Depuis quelques jours, et suite à la publication de l’arrêt de la Cour d’appel de Bastia ayant ordonné la démolition sous astreinte des villas Peretti à Coti Chjavari, une campagne virulente et haineuse est orchestrée sur les réseaux sociaux contre les associations de défense de l’environnement U Levante et Garde. Des informations orientées circulent et une pétition de soutien à la famille Peretti, accompagnée d’un texte comportant des contrevérités grossières, a été lancée.
U Levante et le GARDE n’entendent pas alimenter cette stratégie irresponsable d’exacerbation des tensions, dont on sait trop en Corse à quels drames elle peut aboutir.
Pour autant, afin de vous permettre de vous faire une opinion, voici de quoi réfléchir “sans haine”, mais en connaissance de cause, sur la base de documents tous vérifiables.
Dans le texte qui suit, les parties écrites :
- en vert, sont tirées des textes publiés sur les réseaux sociaux, ces derniers jours,
- en noir, sont les commentaires des associations U Levante le GARDE,
- en bleu, sont les liens vers les pièces “officielles”.
A – « La famille Peretti vit donc à son domicile de Saparella depuis toujours … La famille Peretti … y habite officiellement depuis 1811 »
« Issa famiglia chi campa dapoi quasi dui seculi annant’à stu terrenu, in case custruite da i so antennati »
Faux !
- L’adresse donnée par J. Peretti en 2008, sur le registre communal où sont enregistrées ses trois demandes de permis de construire (PC), est « Lotissement Prunelli 2 – Lieu-dit La Rocade, Villa 22, 20117, Cauro » : pièce 2
C’est cette même adresse qui se trouve sur les arrêtés délivrant les permis : pièces 5, 6 et 7 :
- Les demandes de permis de construire n’ont pas été déposées pour loger la famille Peretti.

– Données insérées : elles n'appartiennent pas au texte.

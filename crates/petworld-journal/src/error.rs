//! Error types for petworld-journal

use thiserror::Error;

/// Journal error type
#[derive(Debug, Error)]
pub enum Error {
    /// Invalid sequence range
    #[error("Invalid sequence range: {0}..{1}")]
    InvalidRange(u64, u64),

    /// Export error
    #[error("Export error: {0}")]
    ExportError(String),

    /// IO error
    #[error("IO error: {0}")]
    Io(#[from] std::io::Error),

    /// Serialization error
    #[error("Serialization error: {0}")]
    Serialization(String),
}

/// Result type for journal operations
pub type Result<T> = std::result::Result<T, Error>;
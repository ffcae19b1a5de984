//! Petworld Hub - Lifecycle service over a shared pet store
//!
//! This crate runs lifecycle transitions against persisted pets. Any number of
//! threads can drive one [`Hub`]; the store's record versions decide which of
//! two racing writes wins.
//!
//! ## Architecture
//!
//! ```text
//! Hub
//!  │
//!  ├── PetStore (trait) ← memory or native_db
//!  │    └── Versioned<Pet>
//!  │
//!  ├── SequenceSource (trait) ← ledger clock
//!  │
//!  ├── Lifecycle rules + achievement catalog
//!  │
//!  └── Journal (optional) + sweep state
//! ```
//!
//! ## Key Components
//!
//! - [`Hub`]: mint, act on and inspect pets; run sweeps
//! - [`HubConfig`]: worker count, sweep interval, conflict retries
//! - [`SweepOutcome`] / [`SweepReport`]: what a sweep did, or why it did not run

mod config;
mod error;
mod hub;
mod sweep;

pub use config::{max_workers, HubConfig, DEFAULT_SWEEP_INTERVAL};
pub use error::{Error, Result};
pub use hub::Hub;
pub use sweep::{SweepOutcome, SweepReport};
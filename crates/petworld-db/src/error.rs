//! Error types for database operations.

use petworld_core::{OwnerId, PetId, Version};
use thiserror::Error;

/// Errors that can occur during database operations.
#[derive(Debug, Error)]
pub enum Error {
    /// Native DB error.
    #[error("Database error: {0}")]
    Database(String),

    /// Serialization error.
    #[error("Serialization error: {0}")]
    Serialization(String),

    /// Stored version moved on since the caller read it.
    #[error("Version conflict on {pet}: expected {expected}, found {actual}")]
    VersionConflict {
        pet: PetId,
        expected: Version,
        actual: Version,
    },

    /// Stored owner record moved on since the caller read it.
    #[error("Owner record conflict for {owner}: expected {expected}, found {actual}")]
    OwnerConflict {
        owner: OwnerId,
        expected: Version,
        actual: Version,
    },

    /// A stored row that does not decode into a valid record.
    #[error("Invalid record: {0}")]
    InvalidRecord(String),

    /// IO error.
    #[error("IO error: {0}")]
    Io(#[from] std::io::Error),
}

/// Result type for database operations.
pub type Result<T> = std::result::Result<T, Error>;

impl From<native_db::db_type::Error> for Error {
    fn from(err: native_db::db_type::Error) -> Self {
        Error::Database(err.to_string())
    }
}

impl From<bincode::Error> for Error {
    fn from(err: bincode::Error) -> Self {
        Error::Serialization(err.to_string())
    }
}

impl From<Error> for petworld_core::Error {
    fn from(err: Error) -> Self {
        match err {
            Error::VersionConflict {
                pet,
                expected,
                actual,
            } => petworld_core::Error::VersionConflict {
                pet,
                expected,
                actual,
            },
            Error::OwnerConflict {
                owner,
                expected,
                actual,
            } => petworld_core::Error::OwnerConflict {
                owner,
                expected,
                actual,
            },
            other => petworld_core::Error::Storage(other.to_string()),
        }
    }
}
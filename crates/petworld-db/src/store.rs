//! Database store wrapper.

use crate::error::{Error, Result};
use crate::models::*;
use native_db::*;
use petworld_core::{OwnerAchievements, OwnerId, Pet, PetId, PetStore, Version, Versioned};
use std::path::Path;
use std::sync::LazyLock;

// Static models for the database
static MODELS: LazyLock<Models> = LazyLock::new(|| {
    let mut models = Models::new();
    models
        .define::<StoredPet>()
        .expect("StoredPet model definition");
    models
        .define::<StoredCounter>()
        .expect("StoredCounter model definition");
    models
        .define::<StoredOwner>()
        .expect("StoredOwner model definition");
    models
});

/// Database store for persistent pet records.
pub struct DbStore {
    pub(crate) db: Database<'static>,
}

impl DbStore {
    /// Open or create a database at the given path.
    pub fn open(path: impl AsRef<Path>) -> Result<Self> {
        let db = Builder::new()
            .create(&MODELS, path.as_ref())
            .map_err(|e| Error::Database(e.to_string()))?;
        Ok(Self { db })
    }

    /// Create an in-memory database.
    pub fn in_memory() -> Result<Self> {
        let db = Builder::new()
            .create_in_memory(&MODELS)
            .map_err(|e| Error::Database(e.to_string()))?;
        Ok(Self { db })
    }

    /// Reserve the next pet id.
    pub fn next_pet_id(&self) -> Result<PetId> {
        let rw = self.db.rw_transaction()?;
        let current: Option<StoredCounter> = rw.get().primary(PET_ID_COUNTER.to_string())?;
        let next = current.map_or(0, |c| c.value) + 1;
        rw.upsert(StoredCounter::new(PET_ID_COUNTER, next))?;
        rw.commit()?;
        Ok(PetId::new(next))
    }

    /// Load a pet with its version.
    pub fn load_pet(&self, id: PetId) -> Result<Option<Versioned<Pet>>> {
        let r = self.db.r_transaction()?;
        let stored: Option<StoredPet> = r.get().primary(id.raw())?;
        stored
            .map(|s| Ok(Versioned::new(s.to_pet()?, s.version())))
            .transpose()
    }

    /// Save a pet if its stored version equals `expected`.
    ///
    /// The version check and the write share one transaction, so two writers
    /// holding the same version cannot both succeed.
    pub fn save_pet(&self, pet: &Pet, expected: Version) -> Result<Version> {
        let rw = self.db.rw_transaction()?;
        let version = Self::write_pet(&rw, pet, expected)?;
        rw.commit()?;
        Ok(version)
    }

    /// Load the achievements an owner has earned.
    pub fn load_owner(&self, owner: &OwnerId) -> Result<Option<Versioned<OwnerAchievements>>> {
        let r = self.db.r_transaction()?;
        let stored: Option<StoredOwner> = r.get().primary(owner.as_str().to_string())?;
        stored
            .map(|s| Ok(Versioned::new(s.to_record()?, s.version())))
            .transpose()
    }

    /// Save a pet and its owner's record in one transaction.
    ///
    /// Both versions are checked before either row is written.
    pub fn save_pet_with_owner(
        &self,
        pet: &Pet,
        expected: Version,
        owner: &OwnerAchievements,
        owner_expected: Version,
    ) -> Result<Version> {
        let rw = self.db.rw_transaction()?;
        let version = Self::write_pet(&rw, pet, expected)?;

        let stored: Option<StoredOwner> = rw.get().primary(owner.owner.as_str().to_string())?;
        let actual = stored.as_ref().map_or(Version::NONE, StoredOwner::version);
        if actual != owner_expected {
            tracing::debug!(owner = %owner.owner, expected = %owner_expected, %actual, "rejecting stale owner write");
            return Err(Error::OwnerConflict {
                owner: owner.owner.clone(),
                expected: owner_expected,
                actual,
            });
        }
        let row = StoredOwner::from_record(owner, actual.next())?;
        match stored {
            Some(old) => rw.update(old, row)?,
            None => rw.insert(row)?,
        }

        rw.commit()?;
        Ok(version)
    }

    fn write_pet(rw: &transaction::RwTransaction<'_>, pet: &Pet, expected: Version) -> Result<Version> {
        let stored: Option<StoredPet> = rw.get().primary(pet.id.raw())?;
        let actual = stored.as_ref().map_or(Version::NONE, StoredPet::version);
        if actual != expected {
            tracing::debug!(pet = %pet.id, %expected, %actual, "rejecting stale write");
            return Err(Error::VersionConflict {
                pet: pet.id,
                expected,
                actual,
            });
        }

        let version = actual.next();
        let row = StoredPet::from_pet(pet, version)?;
        // update() re-indexes the owner key when a pet changes hands
        match stored {
            Some(old) => rw.update(old, row)?,
            None => rw.insert(row)?,
        }
        Ok(version)
    }

    /// Load all pets.
    pub fn load_all_pets(&self) -> Result<Vec<Pet>> {
        self.all_stored()?.iter().map(StoredPet::to_pet).collect()
    }

    pub(crate) fn all_stored(&self) -> Result<Vec<StoredPet>> {
        let r = self.db.r_transaction()?;
        let scan = r.scan().primary::<StoredPet>()?;
        let iter = scan.all()?;
        let pets: std::result::Result<Vec<StoredPet>, _> = iter.collect();
        pets.map_err(|e| Error::Database(e.to_string()))
    }

}

impl PetStore for DbStore {
    fn allocate_id(&self) -> petworld_core::Result<PetId> {
        Ok(self.next_pet_id()?)
    }

    fn get(&self, id: PetId) -> petworld_core::Result<Option<Versioned<Pet>>> {
        Ok(self.load_pet(id)?)
    }

    fn put(&self, pet: &Pet, expected: Version) -> petworld_core::Result<Version> {
        Ok(self.save_pet(pet, expected)?)
    }

    fn pet_ids(&self) -> petworld_core::Result<Vec<PetId>> {
        Ok(self
            .all_stored()?
            .into_iter()
            .map(|s| PetId::new(s.id))
            .collect())
    }

    fn pets_of(&self, owner: &OwnerId) -> petworld_core::Result<Vec<Pet>> {
        Ok(self.pets_by_owner(owner.as_str())?)
    }

    fn owner_achievements(
        &self,
        owner: &OwnerId,
    ) -> petworld_core::Result<Versioned<OwnerAchievements>> {
        Ok(self.load_owner(owner)?.unwrap_or_else(|| {
            Versioned::new(OwnerAchievements::new(owner.clone()), Version::NONE)
        }))
    }

    fn put_with_owner(
        &self,
        pet: &Pet,
        expected: Version,
        owner: &OwnerAchievements,
        owner_expected: Version,
    ) -> petworld_core::Result<Version> {
        Ok(self.save_pet_with_owner(pet, expected, owner, owner_expected)?)
    }
}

En 2011, J. Peretti a déposé trois demandes de PC, non pas pour trois maisons (une pour lui-même, une pour son frère, une pour sa mère) mais trois permis pour 8 maisons, toutes à but touristique.

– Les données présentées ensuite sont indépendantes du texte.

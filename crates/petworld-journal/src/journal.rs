//! Event journal for recording and auditing lifecycle transitions
//!
//! The journal provides:
//! - Event recording in commit order
//! - Free-form metadata entries for audit trails
//! - Running achievement unlock totals
//!
//! # Example
//!
//! ```rust
//! use petworld_core::{Event, PetId};
//! use petworld_journal::Journal;
//!
//! let mut journal = Journal::new();
//! journal.record(Event::minted(PetId::new(1), 0));
//! assert_eq!(journal.stats().event_count, 1);
//! ```

use indexmap::IndexMap;
use petworld_core::{Achievement, Event, PetId, Sequence};
use serde::{Deserialize, Serialize};

/// A journal entry representing a recorded fact
#[derive(Debug, Clone, PartialEq, Eq, Serialize, Deserialize)]
pub enum JournalEntry {
    /// A lifecycle event was committed
    Event {
        /// Position in the journal, counting from 0
        index: u64,
        /// The committed event
        event: Event,
    },
    /// Custom metadata entry (for auditing)
    Metadata {
        /// The sequence when this was recorded
        sequence: Sequence,
        /// Key for the metadata
        key: String,
        /// Value (serialized)
        value: String,
    },
}

impl JournalEntry {
    /// Sequence this entry belongs to
    pub fn sequence(&self) -> Sequence {
        match self {
            JournalEntry::Event { event, .. } => event.sequence,
            JournalEntry::Metadata { sequence, .. } => *sequence,
        }
    }

    /// The event, if this is an event entry
    pub fn event(&self) -> Option<&Event> {
        match self {
            JournalEntry::Event { event, .. } => Some(event),
            JournalEntry::Metadata { .. } => None,
        }
    }
}

/// Configuration for the journal
#[derive(Debug, Clone)]
pub struct JournalConfig {
    /// Whether recording is enabled
    pub recording_enabled: bool,
    /// Maximum number of entries to keep (0 = unlimited)
    pub max_entries: usize,
}

impl Default for JournalConfig {
    fn default() -> Self {
        Self {
            recording_enabled: true,
            max_entries: 0, // Unlimited
        }
    }
}

/// The journal of committed lifecycle events
#[derive(Debug, Clone)]
pub struct Journal {
    config: JournalConfig,
    entries: Vec<JournalEntry>,
    /// Index of the next event entry
    next_index: u64,
    /// Unlock counts, kept across entry eviction
    unlock_totals: IndexMap<Achievement, u64>,
}

impl Journal {
    /// Create a new recording journal
    pub fn new() -> Self {
        Self::with_config(JournalConfig::default())
    }

    /// Create with custom configuration
    pub fn with_config(config: JournalConfig) -> Self {
        Self {
            config,
            entries: Vec::new(),
            next_index: 0,
            unlock_totals: IndexMap::new(),
        }
    }

    /// Start recording
    pub fn start_recording(&mut self) {
        self.config.recording_enabled = true;
    }

    /// Stop recording
    pub fn stop_recording(&mut self) {
        self.config.recording_enabled = false;
    }

    /// Check if recording is enabled
    pub fn is_recording(&self) -> bool {
        self.config.recording_enabled
    }

    /// Record one committed event
    pub fn record(&mut self, event: Event) {
        if !self.config.recording_enabled {
            return;
        }

        if let Some(achievement) = event.unlocked() {
            *self.unlock_totals.entry(achievement).or_insert(0) += 1;
        }

        self.entries.push(JournalEntry::Event {
            index: self.next_index,
            event,
        });
        self.next_index += 1;

        self.enforce_limits();
    }

    /// Record the events of one transition, in order
    pub fn record_all<'a>(&mut self, events: impl IntoIterator<Item = &'a Event>) {
        for event in events {
            self.record(event.clone());
        }
    }

    /// Record custom metadata (for auditing)
    pub fn record_metadata(
        &mut self,
        sequence: Sequence,
        key: impl Into<String>,
        value: impl Into<String>,
    ) {
        if !self.config.recording_enabled {
            return;
        }

        self.entries.push(JournalEntry::Metadata {
            sequence,
            key: key.into(),
            value: value.into(),
        });

        self.enforce_limits();
    }

    /// Get all entries
    pub fn entries(&self) -> &[JournalEntry] {
        &self.entries
    }

    /// Get entries in a sequence range (inclusive)
    pub fn entries_in_range(&self, start: Sequence, end: Sequence) -> Vec<&JournalEntry> {
        self.entries
            .iter()
            .filter(|e| {
                let s = e.sequence();
                s >= start && s <= end
            })
            .collect()
    }

    /// Get events only
    pub fn events(&self) -> impl Iterator<Item = &Event> {
        self.entries.iter().filter_map(JournalEntry::event)
    }

    /// Get the events of one pet
    pub fn events_for(&self, pet: PetId) -> impl Iterator<Item = &Event> {
        self.events().filter(move |e| e.pet == pet)
    }

    /// How many times each achievement has been unlocked while recording
    pub fn unlock_totals(&self) -> &IndexMap<Achievement, u64> {
        &self.unlock_totals
    }

    /// Clear all entries and totals
    pub fn clear(&mut self) {
        self.entries.clear();
        self.unlock_totals.clear();
        self.next_index = 0;
    }

    /// Get statistics about the journal
    pub fn stats(&self) -> JournalStats {
        let event_count = self.events().count();
        let mut pets: Vec<PetId> = self.events().map(|e| e.pet).collect();
        pets.sort();
        pets.dedup();

        JournalStats {
            total_entries: self.entries.len(),
            event_count,
            pet_count: pets.len(),
            first_sequence: self.entries.iter().map(JournalEntry::sequence).min(),
            last_sequence: self.entries.iter().map(JournalEntry::sequence).max(),
        }
    }

    fn enforce_limits(&mut self) {
        if self.config.max_entries > 0 && self.entries.len() > self.config.max_entries {
            let excess = self.entries.len() - self.config.max_entries;
            self.entries.drain(0..excess);
        }
    }
}

impl Default for Journal {
    fn default() -> Self {
        Self::new()
    }
}

/// Statistics about the journal
#[derive(Debug, Clone, Serialize)]
pub struct JournalStats {
    /// Total number of entries
    pub total_entries: usize,
    /// Number of event entries
    pub event_count: usize,
    /// Number of distinct pets with events
    pub pet_count: usize,
    /// Lowest sequence recorded
    pub first_sequence: Option<Sequence>,
    /// Highest sequence recorded
    pub last_sequence: Option<Sequence>,
}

Le PC n° 11 C0002, pour une « réhabilitation de quatre bergeries pour bâtiment d’accueil polyvalent ou hébergement touristique » : pièce n°5
Le PC n° 11 C0003, pour une « réhabilitation de trois ruines en bâtiment d’accueil polyvalent ou hébergement touristique » : pièce n°6
Le PC n° 11 C005, pour une « réhabilitation de ruines en bâtiment à usage touristique » : pièce n°7
Voir les pièces n°2, 5, 6 et 7 : https://www.ulevante.fr/coti-chjavari-des-faits-rien-que-des-faits/
Il s’agissait donc, au départ, de réaliser des infrastructures touristiques.

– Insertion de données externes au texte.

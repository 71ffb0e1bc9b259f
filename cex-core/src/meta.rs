use crate::time::Timescale;
use chrono::NaiveDate;
use serde::{Deserialize, Serialize};
use serde_json::Value;
use std::fmt;
use thiserror::Error;

/// Errors raised when deriving series names from metadata.
#[derive(Error, Debug, Clone, PartialEq, Eq)]
pub enum MetaError {
    #[error("no datasets were given")]
    EmptyInput,
    #[error("datasets are indistinguishable by any metadata field")]
    Indistinguishable,
}

/// One dataset-variable record, flattened from the backend's nested
/// metadata response (one record per variable within each file).
///
/// `unique_id` is the stable join key against backend query results.
/// Records are immutable once produced; a new selection re-fetches the
/// whole list rather than patching it.
#[derive(Debug, Clone, PartialEq, Eq, Serialize, Deserialize)]
pub struct DatasetMeta {
    pub unique_id: String,
    pub model_id: String,
    pub experiment: String,
    pub variable_id: String,
    pub variable_name: String,
    pub ensemble_member: String,
    pub start_date: NaiveDate,
    pub end_date: NaiveDate,
    pub timescale: Timescale,
    pub multi_year_mean: bool,
}

/// The run+period tuple identifying one dataset instance independent of
/// variable, so two variables (raster vs isoline, variable vs comparand)
/// can be paired to the same period.
#[derive(Debug, Clone, PartialEq, Eq, Hash, Serialize, Deserialize)]
pub struct DataSpec {
    pub ensemble_member: String,
    pub start_date: NaiveDate,
    pub end_date: NaiveDate,
}

impl fmt::Display for DataSpec {
    fn fmt(&self, f: &mut fmt::Formatter<'_>) -> fmt::Result {
        write!(
            f,
            "{} {}-{}",
            self.ensemble_member,
            self.start_date.format("%Y"),
            self.end_date.format("%Y")
        )
    }
}

/// The metadata fields a series name can be built from. `unique_id` is
/// deliberately not a member.
#[derive(Debug, Clone, Copy, PartialEq, Eq, Hash)]
pub enum MetaField {
    VariableId,
    ModelId,
    Experiment,
    EnsembleMember,
    Timescale,
    StartDate,
    EndDate,
    MultiYearMean,
    VariableName,
}

/// Candidate ordering for name derivation: the most discriminating,
/// shortest labels first. `VariableName` comes last so it can be dropped
/// when `VariableId` already distinguishes the series.
const NAME_FIELDS: [MetaField; 9] = [
    MetaField::VariableId,
    MetaField::ModelId,
    MetaField::Experiment,
    MetaField::EnsembleMember,
    MetaField::Timescale,
    MetaField::StartDate,
    MetaField::EndDate,
    MetaField::MultiYearMean,
    MetaField::VariableName,
];

impl MetaField {
    /// The attribute key this field is matched by in filter constraints.
    pub fn key(&self) -> &'static str {
        match self {
            MetaField::VariableId => "variable_id",
            MetaField::ModelId => "model_id",
            MetaField::Experiment => "experiment",
            MetaField::EnsembleMember => "ensemble_member",
            MetaField::Timescale => "timescale",
            MetaField::StartDate => "start_date",
            MetaField::EndDate => "end_date",
            MetaField::MultiYearMean => "multi_year_mean",
            MetaField::VariableName => "variable_name",
        }
    }
}

impl DatasetMeta {
    /// Project out the run+period instance tuple.
    pub fn data_spec(&self) -> DataSpec {
        DataSpec {
            ensemble_member: self.ensemble_member.clone(),
            start_date: self.start_date,
            end_date: self.end_date,
        }
    }

    /// Display value for a name field.
    pub fn field_value(&self, field: MetaField) -> String {
        match field {
            MetaField::VariableId => self.variable_id.clone(),
            MetaField::ModelId => self.model_id.clone(),
            MetaField::Experiment => self.experiment.clone(),
            MetaField::EnsembleMember => self.ensemble_member.clone(),
            MetaField::Timescale => self.timescale.to_string(),
            MetaField::StartDate => self.start_date.format("%Y-%m-%d").to_string(),
            MetaField::EndDate => self.end_date.format("%Y-%m-%d").to_string(),
            MetaField::MultiYearMean => self.multi_year_mean.to_string(),
            MetaField::VariableName => self.variable_name.clone(),
        }
    }

    /// Attribute lookup by key, for filter-constraint matching. Unknown
    /// keys yield `None`, which never matches.
    pub fn attr(&self, key: &str) -> Option<Value> {
        match key {
            "unique_id" => Some(Value::String(self.unique_id.clone())),
            "model_id" => Some(Value::String(self.model_id.clone())),
            "experiment" => Some(Value::String(self.experiment.clone())),
            "variable_id" => Some(Value::String(self.variable_id.clone())),
            "variable_name" => Some(Value::String(self.variable_name.clone())),
            "ensemble_member" => Some(Value::String(self.ensemble_member.clone())),
            "start_date" => Some(Value::String(self.start_date.format("%Y-%m-%d").to_string())),
            "end_date" => Some(Value::String(self.end_date.format("%Y-%m-%d").to_string())),
            "timescale" => Some(Value::String(self.timescale.to_string())),
            "multi_year_mean" => Some(Value::Bool(self.multi_year_mean)),
            _ => None,
        }
    }
}

/// The minimal set of metadata fields whose values are not identical
/// across the given records.
///
/// `unique_id` is never considered, and `variable_name` is dropped when
/// `variable_id` already differs (the id is the shorter label for the
/// same distinction). Errors when given no records, or when no field at
/// all differs (the caller is trying to plot duplicate series).
pub fn differing_fields(records: &[&DatasetMeta]) -> Result<Vec<MetaField>, MetaError> {
    let first = records.first().ok_or(MetaError::EmptyInput)?;
    let mut differing: Vec<MetaField> = NAME_FIELDS
        .iter()
        .copied()
        .filter(|field| {
            records
                .iter()
                .any(|r| r.field_value(*field) != first.field_value(*field))
        })
        .collect();
    if differing.contains(&MetaField::VariableId) {
        differing.retain(|f| *f != MetaField::VariableName);
    }
    if differing.is_empty() {
        return Err(MetaError::Indistinguishable);
    }
    Ok(differing)
}

/// Join a record's values for the given fields into a display label.
pub fn label_for(record: &DatasetMeta, fields: &[MetaField]) -> String {
    fields
        .iter()
        .map(|f| record.field_value(*f))
        .collect::<Vec<_>>()
        .join(" ")
}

La Cour d’Appel de Bastia, et le tribunal judiciaire d’Ajaccio avant elle, ont constaté, après examen des éléments de preuve produits devant eux, que les membres de la famille Peretti ont élu domicile dans 3 des villas neuves en question, plusieurs années après que les permis de construire ont été annulés.
B – « Julien Peretti a remonté ces ruines obtenant un PC avalisé en 2011 par deux préfets successifs »
À propos des “ruines”, les photographies aériennes des constructions des permis n°11 C0002 et 11 C0005 comparées de l’état avant les constructions et après les constructions sont très parlantes :
À propos des préfets, c’est oublier que :
- le Préfet Bouillon a été condamné pour faute par le Tribunal administratif pour avoir signé lui-même les trois permis illégaux le jour de son départ (3 mars 2011), malgré les avis défavorables de ses services. Jugement à lire : https://www.ulevante.fr/wp-content/uploads/2017/04/JUGEMENT-recours-indemintaire-contre-préfet-avril-2017-copie.pdf
- le 26 novembre 2013, le Tribunal administratif a déclaré illégaux ces trois PC et leur illégalité a été confirmée par la Cour administrative d’appel, le 26 juin 2015. Jugement à lire : https://www.ulevante.fr/la-cour-dappel-condamne-j-peretti-constructions-sur-le-littoral-de-coti-chjavari/
- le Conseil d’État a rejeté le pourvoi de J. Peretti. Arrêt à lire : https://www.ulevante.fr/conseil-detat-permis-illegaux-julien-peretti-a-coti-chjavari-definitivement-annules/
M. Peretti a pris un risque insensé en faisant construire les 8 maisons, alors même qu’un recours en annulation contre les permis avait été exercé. Conseillé par des avocats, il ne pouvait ignorer que les permis seraient annulés, le secteur étant inconstructible, et qu’il serait vraisemblablement condamné à démolir. Pourquoi a-t-il construit quand même ?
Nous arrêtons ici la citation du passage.